TASK OBJECTIVE → How many lines in the data that follows contain the word "verbose"? Only that number is needed.

Start of EXERCISE INPUTS

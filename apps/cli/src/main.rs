use std::{
    sync::Arc,
    time::{Duration, Instant},
};

use anyhow::{Context, Result};
use clap::{Parser, Subcommand};
use console::style;
use indicatif::{ProgressBar, ProgressStyle};
use skimmer_core::{
    CheckStatus, EnvSettings, FileSettings, FileStore, LayeredSettings, PipelineEvent, ProviderKind,
    SettingsSource, Summarizer, SummaryError, VideoId, build_http_client, format_summary_readable,
    pipeline::DEFAULT_TIMEOUT,
};
use tokio::{sync::broadcast, task::JoinHandle};
use tracing_subscriber::EnvFilter;

fn format_duration(d: Duration) -> String {
    let secs = d.as_secs_f64();
    if secs < 60.0 {
        format!("{:.1}s", secs)
    } else {
        format!("{:.0}m {:.0}s", (secs / 60.0).floor(), secs % 60.0)
    }
}

#[derive(Parser)]
#[command(name = "skimmer")]
#[command(about = "Summarize YouTube videos from their captions with a cascade of AI providers")]
struct Cli {
    /// HTTP request timeout in seconds
    #[arg(long, global = true, default_value_t = DEFAULT_TIMEOUT.as_secs())]
    timeout: u64,

    /// Debug logging on stderr (RUST_LOG takes precedence)
    #[arg(short, long, global = true)]
    verbose: bool,

    #[command(subcommand)]
    command: Command,
}

#[derive(Subcommand)]
enum Command {
    /// Summarize a video by URL or id
    Summarize {
        /// Video URL or 11-character id
        video: String,

        /// 2-3 sentence paragraph instead of the structured summary
        #[arg(long)]
        plain: bool,

        /// Drop any cached summary for this video first
        #[arg(long)]
        no_cache: bool,

        /// Print JSON instead of readable text
        #[arg(long)]
        json: bool,
    },
    /// Inspect or clear cached summaries
    Cache {
        #[command(subcommand)]
        action: CacheAction,
    },
    /// Send a sample prompt to every provider
    TestProviders {
        #[arg(long)]
        json: bool,
    },
}

#[derive(Subcommand)]
enum CacheAction {
    Stats,
    Clear,
    Delete { video: String },
}

fn init_tracing(verbose: bool) {
    let default = if verbose { "debug" } else { "warn" };
    let filter = EnvFilter::try_from_default_env().unwrap_or_else(|_| EnvFilter::new(default));
    tracing_subscriber::fmt()
        .with_env_filter(filter)
        .with_writer(std::io::stderr)
        .with_target(false)
        .init();
}

fn create_spinner(msg: &str) -> ProgressBar {
    let pb = ProgressBar::new_spinner();
    if let Ok(template) = ProgressStyle::default_spinner()
        .tick_chars("⠁⠂⠄⡀⢀⠠⠐⠈ ")
        .template("{spinner:.cyan} {msg}")
    {
        pb.set_style(template);
    }
    pb.set_message(msg.to_string());
    pb.enable_steady_tick(Duration::from_millis(80));
    pb
}

/// Mirrors pipeline events into the spinner message until the channel closes or the task is aborted.
fn follow_events(
    mut events: broadcast::Receiver<PipelineEvent>,
    spinner: ProgressBar,
) -> JoinHandle<()> {
    tokio::spawn(async move {
        loop {
            let event = match events.recv().await {
                Ok(event) => event,
                Err(broadcast::error::RecvError::Lagged(_)) => continue,
                Err(broadcast::error::RecvError::Closed) => break,
            };

            match event {
                PipelineEvent::TranscriptFetched { available, source, .. } => {
                    let line = if available {
                        format!("Transcript found {}", style(format!("({source})")).dim())
                    } else {
                        format!("No transcript {}", style("(using metadata)").dim())
                    };
                    spinner.println(format!("{} {}", style("✓").green().bold(), line));
                }
                PipelineEvent::ProviderAttempt { provider, .. } => {
                    spinner.set_message(format!(
                        "Generating summary with {}...",
                        provider.display_name()
                    ));
                }
                PipelineEvent::ProviderFailed {
                    provider, error, ..
                } => {
                    spinner.println(format!(
                        "{} {} {}",
                        style("✗").yellow().bold(),
                        provider.display_name(),
                        style(error).dim()
                    ));
                }
                _ => {}
            }
        }
    })
}

fn parse_video(input: &str) -> Result<VideoId> {
    VideoId::parse(input).with_context(|| format!("not a YouTube video URL or id: {input}"))
}

fn print_error(err: &anyhow::Error) {
    eprintln!("{} {:#}", style("Error:").red().bold(), err);

    let needs_setup = err
        .downcast_ref::<SummaryError>()
        .is_some_and(SummaryError::needs_setup);
    if needs_setup {
        eprintln!(
            "\n{} set GEMINI_API_KEY, OPENROUTER_API_KEY, DEEPSEEK_API_KEY or OLLAMA_BASE_URL (usually {}),\n      or add keys to {}",
            style("Hint:").cyan().bold(),
            ProviderKind::Local.config().api_url,
            style(FileSettings::default_path().display()).cyan()
        );
    }
}

async fn summarize(
    summarizer: &Summarizer,
    video: &VideoId,
    plain: bool,
    no_cache: bool,
    json: bool,
) -> Result<()> {
    if no_cache {
        summarizer.delete_cached(video).await;
    }

    let started = Instant::now();
    let spinner = create_spinner(&format!("Fetching transcript for {video}..."));
    let follower = follow_events(summarizer.notifier().subscribe(), spinner.clone());

    let outcome = if plain {
        summarizer.request_plain_summary(video).await.map(|summary| {
            let as_json = serde_json::to_string_pretty(&summary);
            (summary.provider, as_json, summary.summary, false)
        })
    } else {
        summarizer.request_summary(video).await.map(|result| {
            let as_json = serde_json::to_string_pretty(&result);
            let readable = format_summary_readable(&result);
            (result.provider, as_json, readable, result.from_cache)
        })
    };
    follower.abort();

    let (provider, as_json, readable, from_cache) = match outcome {
        Ok(parts) => parts,
        Err(e) => {
            spinner.finish_and_clear();
            return Err(e.into());
        }
    };

    let timing = if from_cache {
        "(cached)".to_string()
    } else {
        format!("[{}]", format_duration(started.elapsed()))
    };
    spinner.finish_with_message(format!(
        "{} Summary generated ({}) {}",
        style("✓").green().bold(),
        provider.display_name(),
        style(timing).dim()
    ));
    eprintln!("{}", style("─".repeat(60)).dim());

    if json {
        println!("{}", as_json.context("failed to serialize summary")?);
    } else {
        println!("{readable}");
    }

    Ok(())
}

async fn cache_command(summarizer: &Summarizer, action: CacheAction) -> Result<()> {
    match action {
        CacheAction::Stats => {
            let stats = summarizer.cache_stats().await;
            println!(
                "{} {} entries: {} valid, {} expired",
                style("Cache:").dim(),
                style(stats.total).cyan().bold(),
                stats.valid,
                stats.expired
            );
            println!(
                "{} {}",
                style("Location:").dim(),
                style(FileStore::default_root().display()).cyan()
            );
        }
        CacheAction::Clear => {
            let removed = summarizer.clear_cache().await;
            println!(
                "{} Removed {} cached summaries",
                style("✓").green().bold(),
                removed
            );
        }
        CacheAction::Delete { video } => {
            let video = parse_video(&video)?;
            summarizer.delete_cached(&video).await;
            println!("{} Removed {}", style("✓").green().bold(), video);
        }
    }

    Ok(())
}

async fn test_providers(summarizer: &Summarizer, json: bool) -> Result<()> {
    let spinner = create_spinner("Testing providers...");
    let checks = summarizer.test_providers().await;
    spinner.finish_and_clear();

    if json {
        println!("{}", serde_json::to_string_pretty(&checks)?);
        return Ok(());
    }

    for check in &checks {
        let name = check.provider.display_name();
        match check.status {
            CheckStatus::Ok => println!(
                "{} {}  {}",
                style("✓").green().bold(),
                name,
                style(check.summary.as_deref().unwrap_or_default()).dim()
            ),
            CheckStatus::NotConfigured => {
                println!("{} {}  {}", style("-").dim(), name, style("not configured").dim())
            }
            CheckStatus::Failed => println!(
                "{} {}  {}",
                style("✗").red().bold(),
                name,
                check.error.as_deref().unwrap_or_default()
            ),
        }
    }

    Ok(())
}

async fn run(cli: Cli) -> Result<()> {
    let http = build_http_client(Duration::from_secs(cli.timeout))
        .context("failed to build HTTP client")?;
    let settings: Arc<dyn SettingsSource> = Arc::new(LayeredSettings::new(vec![
        Arc::new(FileSettings::new(FileSettings::default_path())),
        Arc::new(EnvSettings),
    ]));
    let summarizer = Summarizer::new(
        http,
        settings,
        Arc::new(FileStore::new(FileStore::default_root())),
    );

    match cli.command {
        Command::Summarize {
            video,
            plain,
            no_cache,
            json,
        } => {
            let video = parse_video(&video)?;
            summarize(&summarizer, &video, plain, no_cache, json).await
        }
        Command::Cache { action } => cache_command(&summarizer, action).await,
        Command::TestProviders { json } => test_providers(&summarizer, json).await,
    }
}

#[tokio::main]
async fn main() {
    let cli = Cli::parse();
    init_tracing(cli.verbose);

    if let Err(e) = run(cli).await {
        print_error(&e);
        std::process::exit(1);
    }
}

End of EXERCISE INPUTS

ANSWER AREA → 4